Please copy all of the records exactly, leaving nothing out.

## [Collected data]
= = = = = = =

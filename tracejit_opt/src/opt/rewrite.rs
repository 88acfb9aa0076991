//! Peephole rewriting.
//!
//! [`OptRewrite`] walks a trace once, front to back, and applies local
//! algebraic identities, strength reductions and guard simplifications.
//! Each operation is either dropped (its result replaced by an existing
//! value or a constant), rewritten into a cheaper form, or emitted
//! unchanged through [`Optimizer::emit_operation`].
//!
//! # Rules
//!
//! - **Identities**: `x & -1`, `x | 0`, `x + 0`, `x * 1`, `x >> 0`, ...
//! - **Strength reduction**: `x * 2^k` to a shift, `x / 2^k` on floats to a
//!   multiplication by the exact reciprocal, `0 - x` to a negation.
//! - **Boolean reuse**: a comparison whose inverse or mirrored form was
//!   already computed and decided is folded.
//! - **Guards**: guards whose outcome is known are dropped; guards that
//!   provably fail abort the loop with [`OptError::InvalidLoop`]; a later
//!   stronger guard on the same reference may overwrite the earlier one in
//!   place.
//! - **Calls**: repeated loop-invariant calls, pure calls with recorded
//!   results, decided conditional calls and short constant arraycopies.

use std::sync::Arc;

use rustc_hash::FxHashMap;
use smallvec::SmallVec;
use tracing::debug;

use super::error::{OptError, OptResult};
use super::info::PtrInfo;
use super::optimizer::Optimizer;
use super::TracePass;
use crate::cpu::Cpu;
use crate::ir::{
    CallPureResults, Const, ConstKey, Descr, GuardDescr, OopSpec, Opcode, Operation, ResumeKind,
    Trace, Value, Var, VarAllocator,
};

// =============================================================================
// Statistics
// =============================================================================

/// Counters collected by one rewrite run.
#[derive(Debug, Clone, Default, PartialEq, Eq)]
pub struct RewriteStats {
    /// Operations fed into the pass.
    pub ops_in: usize,
    /// Operations emitted.
    pub ops_out: usize,
    /// Operations turned into a cheaper operation or an existing value.
    pub strength_reduced: usize,
    /// Guards proven redundant.
    pub guards_removed: usize,
    /// Guards folded into an earlier guard.
    pub guards_merged: usize,
    /// Calls removed or expanded inline.
    pub calls_removed: usize,
}

impl RewriteStats {
    /// Operations that did not survive.
    pub fn removed(&self) -> usize {
        self.ops_in.saturating_sub(self.ops_out)
    }

    pub fn merge(&mut self, other: &RewriteStats) {
        self.ops_in += other.ops_in;
        self.ops_out += other.ops_out;
        self.strength_reduced += other.strength_reduced;
        self.guards_removed += other.guards_removed;
        self.guards_merged += other.guards_merged;
        self.calls_removed += other.calls_removed;
    }
}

= = = = = = =

## [Written response]
filename tracejit_opt/src/opt/rewrite.rs
repository 88acfb9aa0076991
//! Peephole rewriting.
//!
//! [`OptRewrite`] walks a trace once, front to back, and applies local
//! algebraic identities, strength reductions and guard simplifications.
//! Each operation is either dropped (its result replaced by an existing
//! value or a constant), rewritten into a cheaper form, or emitted
//! unchanged through [`Optimizer::emit_operation`].
//!
//! # Rules
//!
//! - **Identities**: `x & -1`, `x | 0`, `x + 0`, `x * 1`, `x >> 0`, ...
//! - **Strength reduction**: `x * 2^k` to a shift, `x / 2^k` on floats to a
//!   multiplication by the exact reciprocal, `0 - x` to a negation.
//! - **Boolean reuse**: a comparison whose inverse or mirrored form was
//!   already computed and decided is folded.
//! - **Guards**: guards whose outcome is known are dropped; guards that
//!   provably fail abort the loop with [`OptError::InvalidLoop`]; a later
//!   stronger guard on the same reference may overwrite the earlier one in
//!   place.
//! - **Calls**: repeated loop-invariant calls, pure calls with recorded
//!   results, decided conditional calls and short constant arraycopies.

use std::sync::Arc;

use rustc_hash::FxHashMap;
use smallvec::SmallVec;
use tracing::debug;

use super::error::{OptError, OptResult};
use super::info::PtrInfo;
use super::optimizer::Optimizer;
use super::TracePass;
use crate::cpu::Cpu;
use crate::ir::{
    CallPureResults, Const, ConstKey, Descr, GuardDescr, OopSpec, Opcode, Operation, ResumeKind,
    Trace, Value, Var, VarAllocator,
};

// =============================================================================
// Statistics
// =============================================================================

/// Counters collected by one rewrite run.
#[derive(Debug, Clone, Default, PartialEq, Eq)]
pub struct RewriteStats {
    /// Operations fed into the pass.
    pub ops_in: usize,
    /// Operations emitted.
    pub ops_out: usize,
    /// Operations turned into a cheaper operation or an existing value.
    pub strength_reduced: usize,
    /// Guards proven redundant.
    pub guards_removed: usize,
    /// Guards folded into an earlier guard.
    pub guards_merged: usize,
    /// Calls removed or expanded inline.
    pub calls_removed: usize,
}

impl RewriteStats {
    /// Operations that did not survive.
    pub fn removed(&self) -> usize {
        self.ops_in.saturating_sub(self.ops_out)
    }

    pub fn merge(&mut self, other: &RewriteStats) {
        self.ops_in += other.ops_in;
        self.ops_out += other.ops_out;
        self.strength_reduced += other.strength_reduced;
        self.guards_removed += other.guards_removed;
        self.guards_merged += other.guards_merged;
        self.calls_removed += other.calls_removed;
    }
}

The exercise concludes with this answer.